#### Your assignment:
The string "iter" may appear in lines of the entries below. Report how many lines hold it, with only the number.

Collected data
====

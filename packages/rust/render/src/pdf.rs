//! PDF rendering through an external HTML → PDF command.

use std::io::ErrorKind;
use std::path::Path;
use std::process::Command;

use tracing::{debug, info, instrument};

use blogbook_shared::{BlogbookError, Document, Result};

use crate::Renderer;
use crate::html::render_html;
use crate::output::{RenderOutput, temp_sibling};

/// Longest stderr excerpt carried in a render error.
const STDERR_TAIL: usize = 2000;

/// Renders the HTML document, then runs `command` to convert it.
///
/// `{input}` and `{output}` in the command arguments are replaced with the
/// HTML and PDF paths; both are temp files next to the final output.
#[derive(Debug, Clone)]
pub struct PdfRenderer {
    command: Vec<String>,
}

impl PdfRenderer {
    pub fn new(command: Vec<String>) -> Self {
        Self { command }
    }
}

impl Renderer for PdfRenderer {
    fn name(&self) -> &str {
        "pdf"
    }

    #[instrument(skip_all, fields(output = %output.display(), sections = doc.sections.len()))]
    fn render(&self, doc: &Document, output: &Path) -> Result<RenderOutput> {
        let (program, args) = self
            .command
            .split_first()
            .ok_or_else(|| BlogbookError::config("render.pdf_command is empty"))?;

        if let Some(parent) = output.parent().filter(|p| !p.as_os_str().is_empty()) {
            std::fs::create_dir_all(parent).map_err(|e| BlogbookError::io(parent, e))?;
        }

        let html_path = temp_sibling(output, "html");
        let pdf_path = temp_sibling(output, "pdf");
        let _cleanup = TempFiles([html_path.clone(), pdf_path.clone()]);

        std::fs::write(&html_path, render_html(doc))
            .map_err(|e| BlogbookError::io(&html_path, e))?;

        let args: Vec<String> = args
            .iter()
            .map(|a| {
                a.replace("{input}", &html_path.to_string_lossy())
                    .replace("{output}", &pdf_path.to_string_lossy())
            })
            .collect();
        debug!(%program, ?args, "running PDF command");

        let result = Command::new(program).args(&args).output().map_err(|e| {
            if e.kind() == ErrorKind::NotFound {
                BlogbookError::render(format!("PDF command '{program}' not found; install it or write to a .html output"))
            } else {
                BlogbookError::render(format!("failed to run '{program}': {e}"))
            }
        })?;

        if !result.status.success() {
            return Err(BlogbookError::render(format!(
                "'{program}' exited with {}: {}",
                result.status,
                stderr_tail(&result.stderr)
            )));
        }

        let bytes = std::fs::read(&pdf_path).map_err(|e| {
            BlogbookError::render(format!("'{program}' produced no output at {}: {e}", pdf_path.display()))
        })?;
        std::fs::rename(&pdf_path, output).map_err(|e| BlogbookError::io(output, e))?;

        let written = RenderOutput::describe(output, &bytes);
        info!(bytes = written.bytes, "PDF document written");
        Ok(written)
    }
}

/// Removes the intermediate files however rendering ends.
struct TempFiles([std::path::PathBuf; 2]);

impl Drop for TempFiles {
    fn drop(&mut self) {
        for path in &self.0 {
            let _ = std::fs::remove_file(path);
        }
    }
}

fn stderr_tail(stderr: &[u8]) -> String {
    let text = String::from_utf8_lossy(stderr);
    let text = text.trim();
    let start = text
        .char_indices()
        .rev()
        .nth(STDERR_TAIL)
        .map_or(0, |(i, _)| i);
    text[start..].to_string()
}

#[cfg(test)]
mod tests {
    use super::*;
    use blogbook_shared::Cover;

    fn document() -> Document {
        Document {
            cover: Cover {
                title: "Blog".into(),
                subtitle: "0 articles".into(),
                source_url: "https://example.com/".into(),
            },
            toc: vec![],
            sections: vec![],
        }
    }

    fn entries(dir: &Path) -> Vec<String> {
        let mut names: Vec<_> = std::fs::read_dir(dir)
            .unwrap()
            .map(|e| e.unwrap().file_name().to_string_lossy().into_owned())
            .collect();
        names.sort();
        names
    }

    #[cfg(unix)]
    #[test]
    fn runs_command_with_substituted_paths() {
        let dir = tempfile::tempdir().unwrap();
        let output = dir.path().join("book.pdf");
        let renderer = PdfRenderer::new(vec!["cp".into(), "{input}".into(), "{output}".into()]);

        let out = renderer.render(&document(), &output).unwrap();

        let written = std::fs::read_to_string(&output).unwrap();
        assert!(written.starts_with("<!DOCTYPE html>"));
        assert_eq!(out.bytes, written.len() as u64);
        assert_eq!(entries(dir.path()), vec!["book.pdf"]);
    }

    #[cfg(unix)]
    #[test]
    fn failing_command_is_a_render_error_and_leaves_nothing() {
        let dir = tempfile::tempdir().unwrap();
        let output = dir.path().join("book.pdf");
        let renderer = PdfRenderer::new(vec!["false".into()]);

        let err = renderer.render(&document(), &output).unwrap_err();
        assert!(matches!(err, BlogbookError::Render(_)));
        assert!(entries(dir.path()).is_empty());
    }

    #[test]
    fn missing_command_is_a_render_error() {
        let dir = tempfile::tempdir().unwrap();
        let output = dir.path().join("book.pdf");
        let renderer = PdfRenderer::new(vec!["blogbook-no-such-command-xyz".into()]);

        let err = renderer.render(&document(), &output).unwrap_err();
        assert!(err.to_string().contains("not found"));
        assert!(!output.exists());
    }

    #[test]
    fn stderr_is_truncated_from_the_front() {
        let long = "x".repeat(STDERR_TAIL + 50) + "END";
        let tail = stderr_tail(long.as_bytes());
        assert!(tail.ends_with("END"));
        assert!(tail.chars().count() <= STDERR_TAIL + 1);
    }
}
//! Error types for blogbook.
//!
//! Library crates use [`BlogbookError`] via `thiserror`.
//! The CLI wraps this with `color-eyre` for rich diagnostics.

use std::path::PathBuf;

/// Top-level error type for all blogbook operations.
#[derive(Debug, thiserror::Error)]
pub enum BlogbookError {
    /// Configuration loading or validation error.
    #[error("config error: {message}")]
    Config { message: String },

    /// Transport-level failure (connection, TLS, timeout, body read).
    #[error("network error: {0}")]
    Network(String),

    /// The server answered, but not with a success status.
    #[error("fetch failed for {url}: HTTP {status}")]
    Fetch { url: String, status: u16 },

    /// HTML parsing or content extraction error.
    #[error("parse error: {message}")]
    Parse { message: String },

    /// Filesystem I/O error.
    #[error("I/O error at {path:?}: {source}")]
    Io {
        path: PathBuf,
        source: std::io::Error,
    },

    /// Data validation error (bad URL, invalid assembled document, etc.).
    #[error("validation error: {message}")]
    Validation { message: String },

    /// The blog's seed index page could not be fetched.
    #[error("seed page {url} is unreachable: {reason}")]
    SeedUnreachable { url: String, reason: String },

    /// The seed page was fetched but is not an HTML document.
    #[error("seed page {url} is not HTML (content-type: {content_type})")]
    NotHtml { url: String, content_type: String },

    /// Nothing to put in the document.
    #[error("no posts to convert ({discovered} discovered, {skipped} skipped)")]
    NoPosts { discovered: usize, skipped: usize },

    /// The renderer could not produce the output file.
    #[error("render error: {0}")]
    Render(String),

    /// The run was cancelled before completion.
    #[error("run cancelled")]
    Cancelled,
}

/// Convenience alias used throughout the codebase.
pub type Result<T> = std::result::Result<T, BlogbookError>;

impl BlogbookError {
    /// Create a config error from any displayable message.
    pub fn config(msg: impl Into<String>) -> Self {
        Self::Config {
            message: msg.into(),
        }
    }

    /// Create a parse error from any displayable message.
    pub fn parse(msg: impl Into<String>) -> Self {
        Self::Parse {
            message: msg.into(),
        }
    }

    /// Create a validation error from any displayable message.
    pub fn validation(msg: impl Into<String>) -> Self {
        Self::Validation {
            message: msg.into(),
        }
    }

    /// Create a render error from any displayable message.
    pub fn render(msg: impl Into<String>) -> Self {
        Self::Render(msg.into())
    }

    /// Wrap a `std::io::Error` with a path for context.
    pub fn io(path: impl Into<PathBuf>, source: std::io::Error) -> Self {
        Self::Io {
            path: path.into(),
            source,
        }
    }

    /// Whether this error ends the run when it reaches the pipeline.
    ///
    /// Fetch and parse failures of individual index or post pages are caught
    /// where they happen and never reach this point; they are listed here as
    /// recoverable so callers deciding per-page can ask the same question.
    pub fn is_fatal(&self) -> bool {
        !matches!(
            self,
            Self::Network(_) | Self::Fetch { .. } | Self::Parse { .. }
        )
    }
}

====

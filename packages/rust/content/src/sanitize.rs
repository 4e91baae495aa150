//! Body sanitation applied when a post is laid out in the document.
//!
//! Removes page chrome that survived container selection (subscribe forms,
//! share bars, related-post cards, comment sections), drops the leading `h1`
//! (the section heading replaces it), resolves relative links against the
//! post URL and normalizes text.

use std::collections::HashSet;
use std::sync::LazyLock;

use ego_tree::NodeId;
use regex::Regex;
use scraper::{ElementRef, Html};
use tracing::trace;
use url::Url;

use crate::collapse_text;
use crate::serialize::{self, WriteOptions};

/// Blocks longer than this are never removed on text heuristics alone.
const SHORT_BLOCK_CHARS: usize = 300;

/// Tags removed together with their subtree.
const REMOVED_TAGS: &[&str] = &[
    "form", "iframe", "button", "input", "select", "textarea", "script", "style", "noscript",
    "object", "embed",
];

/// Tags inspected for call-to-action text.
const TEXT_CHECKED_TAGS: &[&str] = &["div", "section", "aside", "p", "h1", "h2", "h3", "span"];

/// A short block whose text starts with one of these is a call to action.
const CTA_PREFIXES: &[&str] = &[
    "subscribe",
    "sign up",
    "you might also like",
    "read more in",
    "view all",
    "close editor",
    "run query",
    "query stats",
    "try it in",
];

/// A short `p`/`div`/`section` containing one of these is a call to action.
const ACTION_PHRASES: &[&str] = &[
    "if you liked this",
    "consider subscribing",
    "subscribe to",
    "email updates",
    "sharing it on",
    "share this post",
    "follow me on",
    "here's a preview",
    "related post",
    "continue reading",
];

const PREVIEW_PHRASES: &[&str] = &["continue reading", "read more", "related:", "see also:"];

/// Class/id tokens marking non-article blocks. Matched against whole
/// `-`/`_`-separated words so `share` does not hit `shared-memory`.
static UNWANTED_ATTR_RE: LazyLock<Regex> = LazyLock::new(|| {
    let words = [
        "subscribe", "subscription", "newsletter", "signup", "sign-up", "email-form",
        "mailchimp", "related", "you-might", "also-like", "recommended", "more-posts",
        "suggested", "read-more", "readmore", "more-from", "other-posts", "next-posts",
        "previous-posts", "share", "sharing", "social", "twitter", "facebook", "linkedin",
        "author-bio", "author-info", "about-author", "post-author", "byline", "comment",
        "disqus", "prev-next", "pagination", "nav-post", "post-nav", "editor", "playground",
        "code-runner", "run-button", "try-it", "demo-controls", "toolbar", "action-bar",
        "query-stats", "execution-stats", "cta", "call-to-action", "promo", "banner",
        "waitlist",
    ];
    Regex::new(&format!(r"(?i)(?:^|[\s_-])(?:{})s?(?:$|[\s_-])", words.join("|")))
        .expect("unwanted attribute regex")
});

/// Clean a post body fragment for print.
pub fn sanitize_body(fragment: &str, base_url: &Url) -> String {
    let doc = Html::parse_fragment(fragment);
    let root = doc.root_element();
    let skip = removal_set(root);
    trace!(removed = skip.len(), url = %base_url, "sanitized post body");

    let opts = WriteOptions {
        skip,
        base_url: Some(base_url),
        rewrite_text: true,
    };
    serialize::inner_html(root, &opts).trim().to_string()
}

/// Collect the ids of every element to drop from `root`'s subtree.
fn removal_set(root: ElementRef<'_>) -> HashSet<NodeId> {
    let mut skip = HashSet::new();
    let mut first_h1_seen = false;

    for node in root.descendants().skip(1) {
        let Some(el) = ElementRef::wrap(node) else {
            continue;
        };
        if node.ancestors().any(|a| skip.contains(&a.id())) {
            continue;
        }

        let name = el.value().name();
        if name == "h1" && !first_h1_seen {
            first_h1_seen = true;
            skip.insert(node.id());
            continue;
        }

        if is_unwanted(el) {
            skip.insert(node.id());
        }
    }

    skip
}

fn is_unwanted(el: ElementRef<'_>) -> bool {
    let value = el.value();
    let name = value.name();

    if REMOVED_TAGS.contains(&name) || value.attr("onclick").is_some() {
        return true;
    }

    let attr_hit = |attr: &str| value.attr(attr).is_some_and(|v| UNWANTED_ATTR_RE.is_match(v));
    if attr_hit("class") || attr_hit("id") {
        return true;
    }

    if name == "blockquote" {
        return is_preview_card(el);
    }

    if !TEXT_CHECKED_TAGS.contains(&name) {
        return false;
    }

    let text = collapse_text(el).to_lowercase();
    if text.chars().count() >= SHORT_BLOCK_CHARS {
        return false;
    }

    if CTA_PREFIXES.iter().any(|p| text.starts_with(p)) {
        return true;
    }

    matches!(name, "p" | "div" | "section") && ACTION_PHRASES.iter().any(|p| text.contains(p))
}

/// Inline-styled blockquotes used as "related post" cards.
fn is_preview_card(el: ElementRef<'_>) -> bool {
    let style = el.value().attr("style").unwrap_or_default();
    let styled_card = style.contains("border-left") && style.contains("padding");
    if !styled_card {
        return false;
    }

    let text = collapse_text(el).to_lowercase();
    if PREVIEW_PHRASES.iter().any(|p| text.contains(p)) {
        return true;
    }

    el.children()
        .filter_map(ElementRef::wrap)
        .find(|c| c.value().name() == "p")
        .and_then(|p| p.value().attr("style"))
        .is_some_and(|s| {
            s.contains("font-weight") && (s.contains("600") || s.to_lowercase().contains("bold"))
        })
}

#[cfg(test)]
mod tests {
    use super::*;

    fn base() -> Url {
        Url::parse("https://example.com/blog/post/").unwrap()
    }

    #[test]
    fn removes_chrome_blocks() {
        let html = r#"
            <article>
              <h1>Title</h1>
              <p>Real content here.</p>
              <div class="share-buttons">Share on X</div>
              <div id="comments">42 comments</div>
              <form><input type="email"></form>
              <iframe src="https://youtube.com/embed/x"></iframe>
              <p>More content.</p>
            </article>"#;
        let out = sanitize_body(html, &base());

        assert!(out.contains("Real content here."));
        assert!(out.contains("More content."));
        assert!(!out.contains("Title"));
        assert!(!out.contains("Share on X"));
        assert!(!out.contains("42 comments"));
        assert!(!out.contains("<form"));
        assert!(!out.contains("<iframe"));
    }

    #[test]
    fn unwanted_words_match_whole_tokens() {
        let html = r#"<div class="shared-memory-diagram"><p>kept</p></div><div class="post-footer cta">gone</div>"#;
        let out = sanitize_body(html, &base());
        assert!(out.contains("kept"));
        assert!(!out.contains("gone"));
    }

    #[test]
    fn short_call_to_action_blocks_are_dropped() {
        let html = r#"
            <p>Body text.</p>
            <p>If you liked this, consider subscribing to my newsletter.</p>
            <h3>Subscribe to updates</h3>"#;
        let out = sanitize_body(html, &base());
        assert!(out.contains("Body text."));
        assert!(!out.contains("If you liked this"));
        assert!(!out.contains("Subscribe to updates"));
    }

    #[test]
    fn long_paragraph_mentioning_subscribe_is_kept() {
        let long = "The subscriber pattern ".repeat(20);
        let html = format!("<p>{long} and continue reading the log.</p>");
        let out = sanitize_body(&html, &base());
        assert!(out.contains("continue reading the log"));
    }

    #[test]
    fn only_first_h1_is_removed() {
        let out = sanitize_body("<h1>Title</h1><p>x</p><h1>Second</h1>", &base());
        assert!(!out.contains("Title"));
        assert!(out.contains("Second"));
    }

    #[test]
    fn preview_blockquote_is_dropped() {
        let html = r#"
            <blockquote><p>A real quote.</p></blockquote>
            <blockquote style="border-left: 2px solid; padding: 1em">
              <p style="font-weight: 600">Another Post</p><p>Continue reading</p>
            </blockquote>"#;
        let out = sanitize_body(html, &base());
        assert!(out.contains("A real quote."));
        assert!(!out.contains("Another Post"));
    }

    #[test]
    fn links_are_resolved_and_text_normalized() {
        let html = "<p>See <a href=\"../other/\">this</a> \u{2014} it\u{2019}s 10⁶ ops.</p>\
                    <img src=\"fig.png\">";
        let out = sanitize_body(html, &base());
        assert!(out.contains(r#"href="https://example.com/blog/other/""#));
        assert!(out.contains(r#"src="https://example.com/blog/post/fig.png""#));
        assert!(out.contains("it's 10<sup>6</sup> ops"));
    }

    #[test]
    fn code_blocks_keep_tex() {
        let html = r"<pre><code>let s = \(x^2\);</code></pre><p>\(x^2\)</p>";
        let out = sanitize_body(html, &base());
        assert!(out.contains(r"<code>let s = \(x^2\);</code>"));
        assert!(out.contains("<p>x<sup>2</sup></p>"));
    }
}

====

#### Expected answer:
4